[OPEN-ILS-DEV] AddedContent.pm produces garbled encoding for application/json

Linda Jansova skolkova at chello.cz
Mon Jan 14 11:06:33 EST 2019


Okay :-).

Of course it would be great if a more appropriate place where to make 
the encoding correction was found!

Just a little note  - at the end of the first message I mentioned:

"However, we are not sure if the issue is in AddedContent.pm or in our
Apache configuration (because our test Perl code run from bash works
okay but AddedContent.pm called from Apache does not)."

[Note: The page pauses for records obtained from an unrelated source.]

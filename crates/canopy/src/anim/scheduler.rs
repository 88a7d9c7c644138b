//! Cooperative job queue driving animations.
//!
//! The scheduler lives inside the context it drives (a visualization), so `tick` is an associated
//! function that takes the context plus a projection back to the scheduler. Jobs are moved out of
//! the queue while they run; anything they schedule is appended behind the surviving jobs.

use rustc_hash::FxHashSet;
use std::time::Duration;

use super::animation::{Animation, AnimationOptions, Frame};
use super::clock::Clock;

/// Per-frame callback receiving the interpolation delta.
pub type Compute<C> = Box<dyn FnMut(&mut C, f64)>;
/// One-shot continuation.
pub type Then<C> = Box<dyn FnOnce(&mut C)>;

pub const DEFAULT_SEQUENCE_INTERVAL: Duration = Duration::from_millis(200);

/// Handle returned by every `schedule` call.
#[derive(Debug, Clone, Copy, PartialEq, Eq, Hash)]
pub struct CancelToken(u64);

enum Job<C> {
    Animate {
        animation: Animation,
        compute: Compute<C>,
        complete: Option<Then<C>>,
    },
    Sequence {
        interval: Duration,
        next: Duration,
        condition: Box<dyn FnMut(&mut C) -> bool>,
        step: Box<dyn FnMut(&mut C)>,
        complete: Option<Then<C>>,
    },
    /// Waits on an external condition, e.g. subtrees being delivered by a loader.
    When {
        ready: Box<dyn FnMut(&mut C) -> bool>,
        then: Option<Then<C>>,
    },
}

enum Progress {
    Idle,
    Advanced,
    Done,
}

impl<C> Job<C> {
    fn advance(&mut self, ctx: &mut C, now: Duration) -> Progress {
        match self {
            Job::Animate {
                animation,
                compute,
                complete,
            } => match animation.poll(now) {
                None => Progress::Idle,
                Some(Frame::Running(delta)) => {
                    compute(ctx, delta);
                    Progress::Advanced
                }
                Some(Frame::Finished) => {
                    compute(ctx, 1.0);
                    if let Some(complete) = complete.take() {
                        complete(ctx);
                    }
                    Progress::Done
                }
            },
            Job::Sequence {
                interval,
                next,
                condition,
                step,
                complete,
            } => {
                if now < *next {
                    return Progress::Idle;
                }
                *next = now + *interval;
                if condition(ctx) {
                    step(ctx);
                    Progress::Advanced
                } else {
                    if let Some(complete) = complete.take() {
                        complete(ctx);
                    }
                    Progress::Done
                }
            }
            Job::When { ready, then } => {
                if !ready(ctx) {
                    return Progress::Idle;
                }
                if let Some(then) = then.take() {
                    then(ctx);
                }
                Progress::Done
            }
        }
    }

    fn deadline(&self, now: Duration) -> Duration {
        match self {
            Job::Animate { animation, .. } => animation.next_frame().unwrap_or(now),
            Job::Sequence { next, .. } => *next,
            Job::When { .. } => now,
        }
    }
}

struct Entry<C> {
    token: CancelToken,
    job: Job<C>,
}

pub struct Scheduler<C> {
    clock: Box<dyn Clock>,
    jobs: Vec<Entry<C>>,
    /// Tokens of the jobs taken out of the queue by the current `tick`.
    in_flight: FxHashSet<CancelToken>,
    cancelled: FxHashSet<CancelToken>,
    next_token: u64,
}

impl<C> std::fmt::Debug for Scheduler<C> {
    fn fmt(&self, f: &mut std::fmt::Formatter<'_>) -> std::fmt::Result {
        f.debug_struct("Scheduler")
            .field("now", &self.now())
            .field("jobs", &self.jobs.len())
            .finish()
    }
}

impl<C> Scheduler<C> {
    pub fn new(clock: Box<dyn Clock>) -> Self {
        Self {
            clock,
            jobs: Vec::new(),
            in_flight: FxHashSet::default(),
            cancelled: FxHashSet::default(),
            next_token: 0,
        }
    }

    pub fn now(&self) -> Duration {
        self.clock.now()
    }

    pub fn clock(&self) -> &dyn Clock {
        self.clock.as_ref()
    }

    pub fn is_idle(&self) -> bool {
        self.jobs.is_empty()
    }

    pub fn pending(&self) -> usize {
        self.jobs.len()
    }

    /// Only externally-driven waits remain; ticking cannot make progress on its own.
    pub fn is_stalled(&self) -> bool {
        !self.jobs.is_empty() && self.jobs.iter().all(|e| matches!(e.job, Job::When { .. }))
    }

    /// Earliest time at which some job has work to do.
    pub fn next_deadline(&self) -> Option<Duration> {
        let now = self.now();
        self.jobs.iter().map(|e| e.job.deadline(now)).min()
    }

    fn push(&mut self, job: Job<C>) -> CancelToken {
        let token = CancelToken(self.next_token);
        self.next_token += 1;
        self.jobs.push(Entry { token, job });
        token
    }

    /// Starts an animation now. `compute` sees every frame, including the final `1.0`, then
    /// `complete` runs once.
    pub fn animate(
        &mut self,
        options: AnimationOptions,
        compute: Compute<C>,
        complete: Then<C>,
    ) -> CancelToken {
        let mut animation = Animation::new(options);
        animation.start(self.now());
        self.push(Job::Animate {
            animation,
            compute,
            complete: Some(complete),
        })
    }

    /// Runs `step` every `interval` while `condition` holds, then `complete`.
    pub fn sequence(
        &mut self,
        interval: Duration,
        condition: Box<dyn FnMut(&mut C) -> bool>,
        step: Box<dyn FnMut(&mut C)>,
        complete: Then<C>,
    ) -> CancelToken {
        let next = self.now() + interval;
        self.push(Job::Sequence {
            interval,
            next,
            condition,
            step,
            complete: Some(complete),
        })
    }

    /// Runs `then` on the first tick where `ready` returns true.
    pub fn when(&mut self, ready: Box<dyn FnMut(&mut C) -> bool>, then: Then<C>) -> CancelToken {
        self.push(Job::When {
            ready,
            then: Some(then),
        })
    }

    /// Drops a job without running its completion. Returns false when the job already finished,
    /// was already cancelled or never existed.
    pub fn cancel(&mut self, token: CancelToken) -> bool {
        if let Some(i) = self.jobs.iter().position(|e| e.token == token) {
            self.jobs.remove(i);
            return true;
        }
        // Taken out by the running tick; dropped when it comes back.
        self.in_flight.contains(&token) && self.cancelled.insert(token)
    }

    /// Drops every pending job.
    pub fn clear(&mut self) {
        self.jobs.clear();
        self.in_flight.clear();
        self.cancelled.clear();
    }

    /// Advances every due job once, in scheduling order. Returns how many jobs did work.
    pub fn tick(ctx: &mut C, access: fn(&mut C) -> &mut Scheduler<C>) -> usize {
        let scheduler = access(ctx);
        let now = scheduler.now();
        let jobs = std::mem::take(&mut scheduler.jobs);
        scheduler.in_flight.extend(jobs.iter().map(|e| e.token));
        let mut kept = Vec::with_capacity(jobs.len());
        let mut advanced = 0;

        for mut entry in jobs {
            if access(ctx).cancelled.remove(&entry.token) {
                access(ctx).in_flight.remove(&entry.token);
                continue;
            }
            match entry.job.advance(ctx, now) {
                Progress::Idle => kept.push(entry),
                Progress::Advanced => {
                    advanced += 1;
                    kept.push(entry);
                }
                Progress::Done => {
                    advanced += 1;
                    access(ctx).in_flight.remove(&entry.token);
                }
            }
        }

        let scheduler = access(ctx);
        kept.retain(|e| !scheduler.cancelled.contains(&e.token));
        kept.append(&mut scheduler.jobs);
        scheduler.jobs = kept;
        scheduler.in_flight.clear();
        scheduler.cancelled.clear();
        advanced
    }
}

#[cfg(test)]
mod tests {
    use super::*;
    use crate::anim::{ManualClock, Transition};
    use std::cell::RefCell;
    use std::rc::Rc;

    struct Ctx {
        scheduler: Scheduler<Ctx>,
        log: Vec<String>,
    }

    fn access(ctx: &mut Ctx) -> &mut Scheduler<Ctx> {
        &mut ctx.scheduler
    }

    fn ctx(clock: &ManualClock) -> Ctx {
        Ctx {
            scheduler: Scheduler::new(Box::new(clock.clone())),
            log: Vec::new(),
        }
    }

    #[test]
    fn continuations_can_schedule_follow_up_jobs() {
        let clock = ManualClock::new();
        let mut c = ctx(&clock);
        let opts = AnimationOptions {
            duration: Duration::from_millis(100),
            fps: 10,
            transition: Transition::Linear,
        };
        c.scheduler.animate(
            opts,
            Box::new(|c: &mut Ctx, d: f64| c.log.push(format!("a{d}"))),
            Box::new(move |c: &mut Ctx| {
                c.log.push("a done".into());
                c.scheduler.animate(
                    opts,
                    Box::new(|c: &mut Ctx, d: f64| c.log.push(format!("b{d}"))),
                    Box::new(|c: &mut Ctx| c.log.push("b done".into())),
                );
            }),
        );

        clock.advance(Duration::from_millis(100));
        Scheduler::tick(&mut c, access);
        assert_eq!(c.log, ["a1", "a done"]);
        assert_eq!(c.scheduler.pending(), 1);

        clock.advance(Duration::from_millis(100));
        Scheduler::tick(&mut c, access);
        assert_eq!(c.log, ["a1", "a done", "b1", "b done"]);
        assert!(c.scheduler.is_idle());
    }

    #[test]
    fn an_animation_finishes_once_with_non_decreasing_deltas() {
        for transition in [Transition::Linear, Transition::default()] {
            let clock = ManualClock::new();
            let mut c = ctx(&clock);
            let opts = AnimationOptions {
                duration: Duration::from_millis(1000),
                fps: 40,
                transition,
            };
            let deltas = Rc::new(RefCell::new(Vec::new()));
            let finished_at = Rc::new(RefCell::new(Vec::new()));
            let seen = Rc::clone(&deltas);
            let done = Rc::clone(&finished_at);
            let done_clock = clock.clone();
            c.scheduler.animate(
                opts,
                Box::new(move |_: &mut Ctx, d: f64| seen.borrow_mut().push(d)),
                Box::new(move |_: &mut Ctx| done.borrow_mut().push(done_clock.now())),
            );

            for _ in 0..150 {
                clock.advance(Duration::from_millis(7));
                Scheduler::tick(&mut c, access);
            }

            let deltas = deltas.borrow();
            assert_eq!(deltas.iter().filter(|d| **d == 1.0).count(), 1, "{transition:?}");
            assert_eq!(deltas.last(), Some(&1.0));
            assert!(deltas.windows(2).all(|w| w[0] <= w[1]), "{deltas:?}");

            let finished_at = finished_at.borrow();
            assert_eq!(finished_at.len(), 1);
            let at = finished_at[0];
            assert!(at >= opts.duration);
            assert!(at < opts.duration + opts.interval() + Duration::from_millis(7));
            assert!(c.scheduler.is_idle());
        }
    }

    #[test]
    fn sequence_steps_until_the_condition_fails() {
        let clock = ManualClock::new();
        let mut c = ctx(&clock);
        c.scheduler.sequence(
            DEFAULT_SEQUENCE_INTERVAL,
            Box::new(|c: &mut Ctx| c.log.len() < 3),
            Box::new(|c: &mut Ctx| c.log.push("step".into())),
            Box::new(|c: &mut Ctx| c.log.push("done".into())),
        );

        Scheduler::tick(&mut c, access);
        assert!(c.log.is_empty());
        for _ in 0..4 {
            clock.advance(DEFAULT_SEQUENCE_INTERVAL);
            Scheduler::tick(&mut c, access);
        }
        assert_eq!(c.log, ["step", "step", "step", "done"]);
        assert!(c.scheduler.is_idle());
    }

    #[test]
    fn cancelled_jobs_never_complete() {
        let clock = ManualClock::new();
        let mut c = ctx(&clock);
        let token = c.scheduler.when(
            Box::new(|_: &mut Ctx| true),
            Box::new(|c: &mut Ctx| c.log.push("ran".into())),
        );
        assert!(c.scheduler.cancel(token));
        assert!(!c.scheduler.cancel(CancelToken(99)));
        Scheduler::tick(&mut c, access);
        assert!(c.log.is_empty());
    }

    #[test]
    fn finished_jobs_cannot_be_cancelled() {
        let clock = ManualClock::new();
        let mut c = ctx(&clock);
        let token = c.scheduler.when(
            Box::new(|_: &mut Ctx| true),
            Box::new(|c: &mut Ctx| c.log.push("ran".into())),
        );
        Scheduler::tick(&mut c, access);
        assert_eq!(c.log, ["ran"]);
        assert!(!c.scheduler.cancel(token));
        assert!(c.scheduler.cancelled.is_empty());
    }

    #[test]
    fn a_job_cannot_cancel_a_sibling_that_already_finished_in_the_same_tick() {
        let clock = ManualClock::new();
        let mut c = ctx(&clock);
        let first = c.scheduler.when(
            Box::new(|_: &mut Ctx| true),
            Box::new(|c: &mut Ctx| c.log.push("first".into())),
        );
        c.scheduler.when(
            Box::new(|_: &mut Ctx| true),
            Box::new(move |c: &mut Ctx| {
                let cancelled = c.scheduler.cancel(first);
                c.log.push(format!("cancelled {cancelled}"));
            }),
        );
        Scheduler::tick(&mut c, access);
        assert_eq!(c.log, ["first", "cancelled false"]);
        assert!(c.scheduler.is_idle());
    }

    #[test]
    fn a_job_can_cancel_a_sibling_during_the_same_tick() {
        let clock = ManualClock::new();
        let mut c = ctx(&clock);
        let victim = CancelToken(1);
        c.scheduler.when(
            Box::new(|_: &mut Ctx| true),
            Box::new(move |c: &mut Ctx| {
                c.scheduler.cancel(victim);
            }),
        );
        let token = c.scheduler.when(
            Box::new(|_: &mut Ctx| true),
            Box::new(|c: &mut Ctx| c.log.push("victim ran".into())),
        );
        assert_eq!(token, victim);
        Scheduler::tick(&mut c, access);
        assert!(c.log.is_empty());
        assert!(c.scheduler.is_idle());
    }

    #[test]
    fn waits_report_a_stall() {
        let clock = ManualClock::new();
        let mut c = ctx(&clock);
        c.scheduler
            .when(Box::new(|_: &mut Ctx| false), Box::new(|_: &mut Ctx| {}));
        assert_eq!(Scheduler::tick(&mut c, access), 0);
        assert!(c.scheduler.is_stalled());
        assert_eq!(c.scheduler.next_deadline(), Some(clock.now()));
    }
}
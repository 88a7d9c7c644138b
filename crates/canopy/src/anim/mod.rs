//! Headless animation engine.
//!
//! - [`trans`]: easing transitions
//! - [`animation`]: the per-animation state machine
//! - [`scheduler`]: the cooperative job queue, driven by a [`Clock`]
//! - [`interp`]: node interpolators

pub mod animation;
pub mod clock;
pub mod interp;
pub mod scheduler;
pub mod trans;

pub use animation::{Animation, AnimationOptions, Frame, State};
pub use clock::{Clock, ManualClock, SystemClock};
pub use interp::Mode;
pub use scheduler::{CancelToken, DEFAULT_SEQUENCE_INTERVAL, Scheduler};
pub use trans::{Curve, Ease, Transition};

We have also tested AddedContent.pm's get_url function when run directly 
from Apache and the encoding has been okay (when viewed in the web 
browser and also when saved to a file).

Linda

PS: I'm adding our developer Jakub - who has come up with the encoding 
tweak - to Cc in case there is something else to add and/or clarify :-).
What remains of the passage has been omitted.